What is persistent debt?
If you have received a letter from your lender saying that you are in persistent debt, this means that in the last 18 months the amount you have paid in interest, fees and charges is bigger than the amount of borrowed money that you have paid back. This is more likely to happen if you are only paying the minimum payment, or not much more than this.
It can be worrying when a lender contacts you out of the blue, but being in persistent debt doesn’t mean that you have done anything wrong. Since September 2018, the Financial Conduct Authority (FCA)has told lenders that they have to contact customers who are in persistent debt. The rules only applied to credit cards at first, but now apply to store cards and catalogues too. Some lenders may have chosen to send persistent debt letters before this, but could only start doing this in March 2018.
If you are paying fairly small amounts back, most of each payment may go towards interest and charges, rather than towards repaying the money you have borrowed. If this happens, it can take a long time to repay the money back. In some cases, you could end up paying back a lot more than you originally borrowed. The FCA made the new rules to try to reduce the amount of money people have to pay back when they borrow. The rules should also help people repay their debts more quickly.
Why is my lender writing to me about persistent debt?
Your lender will write to you when you are in persistent debt. You should receive at least three letters.
After 18 months in persistent debt
You should receive the first letter after you have been in persistent debt for 18 months. The letter will explain that increasing your payments will mean you pay less back overall. It will suggest that you contact your lender to talk about increasing your payments. It will also warn that if you stay in persistent debt, your account could be suspended and your credit rating could be affected.
After 27 months in persistent debt
If you stay in persistent debt, you will receive another letter around 9 months after the first letter. This will again ask you to increase your payments and warn you about what can happen if you don’t.
After 36 months in persistent debt
After another 9 months, your lender will write to you again. They will try to contact you to discuss your options, and should try to help you find a way of paying the debt back more quickly. They may decide to suspend your account, but should only do this if there is a good reason for doing so.
If you do not respond, your account will be suspended. If your account is suspended, you won’t be able to borrow any more money. If you have a credit or store card, the card will no longer work.

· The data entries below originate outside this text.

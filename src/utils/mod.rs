pub mod constants;
pub mod errors;
pub mod timeout;
//! Deadline validation for extractor attempts

use std::time::Duration;

use crate::utils::errors::UnfurlError;

/// Maximum deadline for a single fetch or render attempt (5 minutes)
/// Covers slow-loading sites, heavy SPAs, and network delays
pub const MAX_DEADLINE_MS: u64 = 300_000; // 5 minutes

/// Validate a configured deadline
///
/// # Arguments
/// * `name` - Config key, used in the error message
/// * `deadline_ms` - Configured deadline in milliseconds
///
/// # Returns
/// * `Ok(Duration)` - Validated Duration object
/// * `Err(UnfurlError::Config)` - Zero, or exceeds MAX_DEADLINE_MS
///
/// # Example
/// ```rust
/// use kodegen_tools_link_preview::validate_deadline;
///
/// let timeout = validate_deadline("fetch.timeout_ms", 10_000).unwrap();
/// assert_eq!(timeout.as_secs(), 10);
/// ```
pub fn validate_deadline(name: &str, deadline_ms: u64) -> Result<Duration, UnfurlError> {
    if deadline_ms == 0 {
        return Err(UnfurlError::Config(format!("{name} must be greater than 0ms")));
    }

    if deadline_ms > MAX_DEADLINE_MS {
        return Err(UnfurlError::Config(format!(
            "{} cannot exceed {}ms ({} minutes). Received: {}ms ({:.1} minutes)",
            name,
            MAX_DEADLINE_MS,
            MAX_DEADLINE_MS / 60_000,
            deadline_ms,
            deadline_ms as f64 / 60_000.0
        )));
    }

    Ok(Duration::from_millis(deadline_ms))
}

#[cfg(test)]
mod tests {
    use super::*;

    #[test]
    fn accepts_deadline_within_bounds() {
        let d = validate_deadline("render.timeout_ms", 30_000).unwrap();
        assert_eq!(d, Duration::from_secs(30));
    }

    #[test]
    fn rejects_zero_and_oversized_deadlines() {
        assert!(matches!(
            validate_deadline("fetch.timeout_ms", 0),
            Err(UnfurlError::Config(_))
        ));
        let err = validate_deadline("fetch.timeout_ms", MAX_DEADLINE_MS + 1).unwrap_err();
        assert!(err.to_string().contains("fetch.timeout_ms"));
    }
}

Your credit rating may be affected if you can’t afford to keep making the minimum payments on your account, and either miss payments or have to make smaller payments as a result. If your credit rating is affected, you may find it harder to borrow more money or open new accounts. See our Credit reference agencies fact sheet.
Dealing with persistent debt
You need to work out if you can afford the payments on your debts, and if you can afford to pay any extra. Be realistic, you need to be able to stick to your spending plan. It won’t help if you offer more than you can afford. If you have more than one debt, don’t just focus on the lender that has written to you. Your plan should deal with all of your debts.
Working out what you can afford
Visit [nationaldebtline.org]() and click ‘Get started’ in the ‘Find debt solutions’ box.
We’ll help you work out if you can afford your payments and you can see if you can afford to pay more.
If you can’t afford your payments, we’ll let you know which debt solutions are suitable for you.
If you can afford all of your payments
Try to pay as much as you can on top of your normal payments. You could also think about whether there might be other ways of paying the debt back more cheaply. For example, you might be able to move the balance to a lower-rate or interest-free credit card. For more information, go to moneyadviceserivce.org.uk and search for ‘How to reduce the cost of your credit and store card debt'.
You can use the Money Advice Service (MAS) credit card calculator to see how much money you will save in interest by increasing your monthly payment.
If you cannot afford all of your payments
If you cannot afford all of your payments, you may be able to agree smaller payments with your lender. In some cases, you may also be able to have some, or all, of the debt written off. We will help you work out which debt solution is best for you.
What happens if I can’t get out of persistent debt?
If you have been in persistent debt for at least 36 months, your lender will try to contact you to agree a way of clearing the debt.
They should offer you ways of repaying the debt more quickly. For example, they may offer you a low-interest loan. This will only happen if you can repay the loan in a ‘reasonable’ amount of time. This normally means that you have to repay everything that you owe on that debt in less than four years. They should only suspend your account if there is a good reason for doing this.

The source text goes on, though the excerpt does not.